(Data records)

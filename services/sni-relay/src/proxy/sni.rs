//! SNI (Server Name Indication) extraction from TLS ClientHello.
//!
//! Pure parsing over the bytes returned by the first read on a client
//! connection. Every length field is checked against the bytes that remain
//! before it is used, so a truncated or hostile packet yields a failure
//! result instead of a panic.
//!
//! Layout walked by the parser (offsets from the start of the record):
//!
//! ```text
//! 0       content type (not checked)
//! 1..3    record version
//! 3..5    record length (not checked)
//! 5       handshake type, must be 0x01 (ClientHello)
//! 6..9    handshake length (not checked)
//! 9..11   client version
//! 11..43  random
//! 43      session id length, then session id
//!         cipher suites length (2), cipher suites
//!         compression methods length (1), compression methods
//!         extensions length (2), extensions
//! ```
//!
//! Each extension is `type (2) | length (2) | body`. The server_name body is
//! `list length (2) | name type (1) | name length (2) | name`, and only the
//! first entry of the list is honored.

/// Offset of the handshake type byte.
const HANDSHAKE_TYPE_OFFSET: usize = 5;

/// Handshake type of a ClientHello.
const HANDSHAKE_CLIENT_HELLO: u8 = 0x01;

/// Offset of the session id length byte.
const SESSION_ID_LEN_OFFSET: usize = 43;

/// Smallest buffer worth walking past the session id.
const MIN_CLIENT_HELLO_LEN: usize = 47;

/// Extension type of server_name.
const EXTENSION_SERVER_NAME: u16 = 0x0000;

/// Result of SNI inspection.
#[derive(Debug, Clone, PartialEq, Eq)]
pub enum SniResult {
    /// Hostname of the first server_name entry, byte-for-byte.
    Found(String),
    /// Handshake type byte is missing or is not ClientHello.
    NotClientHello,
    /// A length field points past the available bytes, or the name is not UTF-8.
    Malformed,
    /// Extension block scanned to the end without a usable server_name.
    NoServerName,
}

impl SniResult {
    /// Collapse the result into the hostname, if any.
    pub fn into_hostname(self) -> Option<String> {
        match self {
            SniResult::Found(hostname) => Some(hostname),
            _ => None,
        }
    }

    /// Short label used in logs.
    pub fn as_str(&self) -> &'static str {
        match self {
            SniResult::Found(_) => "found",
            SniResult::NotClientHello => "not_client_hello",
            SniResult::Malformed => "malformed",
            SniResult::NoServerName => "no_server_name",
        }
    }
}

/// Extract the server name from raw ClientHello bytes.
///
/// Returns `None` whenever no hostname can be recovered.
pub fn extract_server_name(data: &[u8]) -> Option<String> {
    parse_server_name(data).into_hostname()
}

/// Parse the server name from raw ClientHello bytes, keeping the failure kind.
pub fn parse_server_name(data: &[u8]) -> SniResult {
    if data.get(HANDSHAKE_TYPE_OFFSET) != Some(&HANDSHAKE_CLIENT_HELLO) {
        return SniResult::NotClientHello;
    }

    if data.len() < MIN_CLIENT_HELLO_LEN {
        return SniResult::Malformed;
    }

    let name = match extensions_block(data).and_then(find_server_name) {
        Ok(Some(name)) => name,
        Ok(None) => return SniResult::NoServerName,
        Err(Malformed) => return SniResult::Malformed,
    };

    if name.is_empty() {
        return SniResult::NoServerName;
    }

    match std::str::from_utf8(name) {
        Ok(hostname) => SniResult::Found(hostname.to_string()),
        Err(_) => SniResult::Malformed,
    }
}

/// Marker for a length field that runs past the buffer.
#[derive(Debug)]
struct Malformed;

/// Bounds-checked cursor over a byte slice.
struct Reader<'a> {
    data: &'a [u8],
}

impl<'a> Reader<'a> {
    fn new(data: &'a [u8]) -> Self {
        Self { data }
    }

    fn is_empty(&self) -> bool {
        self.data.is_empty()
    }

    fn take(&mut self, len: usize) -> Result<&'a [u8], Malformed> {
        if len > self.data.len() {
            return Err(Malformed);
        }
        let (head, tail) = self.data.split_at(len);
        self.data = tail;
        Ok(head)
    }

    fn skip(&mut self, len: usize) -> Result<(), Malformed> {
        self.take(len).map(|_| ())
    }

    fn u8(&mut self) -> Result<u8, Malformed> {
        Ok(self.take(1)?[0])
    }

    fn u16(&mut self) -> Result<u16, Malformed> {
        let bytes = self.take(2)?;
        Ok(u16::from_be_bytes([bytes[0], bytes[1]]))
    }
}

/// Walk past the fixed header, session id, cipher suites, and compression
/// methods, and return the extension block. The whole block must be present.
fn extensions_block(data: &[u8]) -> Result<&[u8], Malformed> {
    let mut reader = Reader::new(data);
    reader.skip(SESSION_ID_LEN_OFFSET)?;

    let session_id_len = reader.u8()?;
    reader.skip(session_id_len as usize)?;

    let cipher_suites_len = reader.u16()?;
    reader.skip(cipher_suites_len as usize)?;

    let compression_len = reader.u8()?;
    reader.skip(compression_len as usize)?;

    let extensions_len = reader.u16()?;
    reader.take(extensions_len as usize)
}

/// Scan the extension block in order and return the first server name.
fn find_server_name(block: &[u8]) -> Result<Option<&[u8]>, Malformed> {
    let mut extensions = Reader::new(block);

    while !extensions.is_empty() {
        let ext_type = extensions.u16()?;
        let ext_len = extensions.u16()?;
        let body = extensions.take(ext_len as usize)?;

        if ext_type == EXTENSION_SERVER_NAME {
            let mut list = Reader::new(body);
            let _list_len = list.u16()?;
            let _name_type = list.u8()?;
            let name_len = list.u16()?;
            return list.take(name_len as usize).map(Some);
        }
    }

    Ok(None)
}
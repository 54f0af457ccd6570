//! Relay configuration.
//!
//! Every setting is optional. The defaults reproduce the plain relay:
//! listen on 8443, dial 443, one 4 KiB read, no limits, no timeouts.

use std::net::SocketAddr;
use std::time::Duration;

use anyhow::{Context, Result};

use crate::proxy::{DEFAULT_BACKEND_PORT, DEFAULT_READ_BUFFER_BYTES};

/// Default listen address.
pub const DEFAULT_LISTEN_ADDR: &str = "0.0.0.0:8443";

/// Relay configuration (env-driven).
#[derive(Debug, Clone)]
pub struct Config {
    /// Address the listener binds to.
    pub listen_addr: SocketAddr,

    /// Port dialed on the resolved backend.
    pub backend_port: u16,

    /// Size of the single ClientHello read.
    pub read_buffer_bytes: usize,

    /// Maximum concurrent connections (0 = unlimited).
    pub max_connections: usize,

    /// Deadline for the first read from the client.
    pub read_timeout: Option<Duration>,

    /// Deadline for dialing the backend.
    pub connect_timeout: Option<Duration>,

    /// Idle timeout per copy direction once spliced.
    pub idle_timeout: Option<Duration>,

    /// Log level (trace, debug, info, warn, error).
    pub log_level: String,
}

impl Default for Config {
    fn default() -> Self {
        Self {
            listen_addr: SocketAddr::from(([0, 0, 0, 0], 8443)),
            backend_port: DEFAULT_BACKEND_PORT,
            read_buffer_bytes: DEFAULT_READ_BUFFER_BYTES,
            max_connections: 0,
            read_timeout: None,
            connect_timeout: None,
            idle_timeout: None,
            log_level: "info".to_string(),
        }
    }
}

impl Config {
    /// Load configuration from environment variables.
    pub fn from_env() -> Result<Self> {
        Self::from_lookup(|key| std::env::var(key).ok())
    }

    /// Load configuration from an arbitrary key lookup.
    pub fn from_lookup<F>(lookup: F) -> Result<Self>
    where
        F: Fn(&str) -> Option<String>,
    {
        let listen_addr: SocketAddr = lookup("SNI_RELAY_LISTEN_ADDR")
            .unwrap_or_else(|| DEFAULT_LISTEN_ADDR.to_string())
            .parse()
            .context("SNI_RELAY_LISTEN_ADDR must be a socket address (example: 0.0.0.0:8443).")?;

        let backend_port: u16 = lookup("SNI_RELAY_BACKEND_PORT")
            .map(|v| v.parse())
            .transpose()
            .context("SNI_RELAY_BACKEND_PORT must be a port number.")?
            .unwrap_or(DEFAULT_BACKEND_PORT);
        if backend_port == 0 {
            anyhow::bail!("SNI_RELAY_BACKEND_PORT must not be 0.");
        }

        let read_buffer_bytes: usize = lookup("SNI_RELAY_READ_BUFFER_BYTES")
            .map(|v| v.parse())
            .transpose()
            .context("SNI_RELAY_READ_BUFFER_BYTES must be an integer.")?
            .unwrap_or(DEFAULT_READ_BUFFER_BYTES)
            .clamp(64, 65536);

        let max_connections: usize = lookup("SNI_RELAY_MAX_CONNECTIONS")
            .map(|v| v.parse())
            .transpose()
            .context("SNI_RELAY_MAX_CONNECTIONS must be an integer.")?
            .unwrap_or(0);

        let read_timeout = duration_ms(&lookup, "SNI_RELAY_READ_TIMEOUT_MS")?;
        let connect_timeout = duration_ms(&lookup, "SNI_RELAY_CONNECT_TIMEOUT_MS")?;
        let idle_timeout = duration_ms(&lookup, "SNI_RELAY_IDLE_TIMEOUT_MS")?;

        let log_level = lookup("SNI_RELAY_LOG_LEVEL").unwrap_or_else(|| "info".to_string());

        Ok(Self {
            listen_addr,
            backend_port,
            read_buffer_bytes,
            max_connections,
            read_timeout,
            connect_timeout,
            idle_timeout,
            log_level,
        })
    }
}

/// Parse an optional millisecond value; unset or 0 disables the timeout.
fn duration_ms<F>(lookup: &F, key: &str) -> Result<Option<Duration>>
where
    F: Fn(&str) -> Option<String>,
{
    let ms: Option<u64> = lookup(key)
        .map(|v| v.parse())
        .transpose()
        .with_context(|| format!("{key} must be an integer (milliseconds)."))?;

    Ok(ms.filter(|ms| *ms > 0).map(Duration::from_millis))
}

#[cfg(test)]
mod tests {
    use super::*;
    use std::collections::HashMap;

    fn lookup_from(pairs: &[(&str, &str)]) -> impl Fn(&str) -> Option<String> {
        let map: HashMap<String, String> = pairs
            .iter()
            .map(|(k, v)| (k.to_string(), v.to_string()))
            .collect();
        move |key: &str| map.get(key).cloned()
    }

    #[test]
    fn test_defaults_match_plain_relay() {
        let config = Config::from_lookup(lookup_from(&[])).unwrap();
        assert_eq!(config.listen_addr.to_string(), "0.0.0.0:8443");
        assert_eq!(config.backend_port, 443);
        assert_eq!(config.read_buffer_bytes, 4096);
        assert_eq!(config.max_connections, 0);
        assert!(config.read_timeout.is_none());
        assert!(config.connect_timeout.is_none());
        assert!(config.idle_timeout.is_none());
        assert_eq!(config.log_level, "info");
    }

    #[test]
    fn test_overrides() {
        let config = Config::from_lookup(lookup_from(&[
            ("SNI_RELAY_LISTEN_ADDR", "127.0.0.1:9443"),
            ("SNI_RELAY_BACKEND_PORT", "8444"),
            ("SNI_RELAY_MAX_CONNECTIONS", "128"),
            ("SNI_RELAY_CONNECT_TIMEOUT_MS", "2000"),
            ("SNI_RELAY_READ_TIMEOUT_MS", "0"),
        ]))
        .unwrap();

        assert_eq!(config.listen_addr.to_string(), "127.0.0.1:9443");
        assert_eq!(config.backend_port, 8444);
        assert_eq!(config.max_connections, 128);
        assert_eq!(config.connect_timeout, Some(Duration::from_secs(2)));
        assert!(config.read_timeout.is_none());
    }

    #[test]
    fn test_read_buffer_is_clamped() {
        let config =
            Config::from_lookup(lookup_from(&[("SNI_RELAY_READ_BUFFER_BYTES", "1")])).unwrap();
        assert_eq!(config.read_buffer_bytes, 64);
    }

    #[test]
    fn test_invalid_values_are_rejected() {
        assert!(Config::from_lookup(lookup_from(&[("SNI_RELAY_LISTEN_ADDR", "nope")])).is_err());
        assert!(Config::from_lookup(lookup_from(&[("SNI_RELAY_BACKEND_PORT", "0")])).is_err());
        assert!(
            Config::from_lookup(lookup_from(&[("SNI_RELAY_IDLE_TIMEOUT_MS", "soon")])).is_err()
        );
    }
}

- The task -
Using the records above, set down exactly the lines from the one with "let session_id_len = reader.u8()?;" through the one with "reader.skip(compression_len as usize)?;", inclusive, and nothing more.

- Task answer -
    let session_id_len = reader.u8()?;
    reader.skip(session_id_len as usize)?;

    let cipher_suites_len = reader.u16()?;
    reader.skip(cipher_suites_len as usize)?;

    let compression_len = reader.u8()?;
    reader.skip(compression_len as usize)?;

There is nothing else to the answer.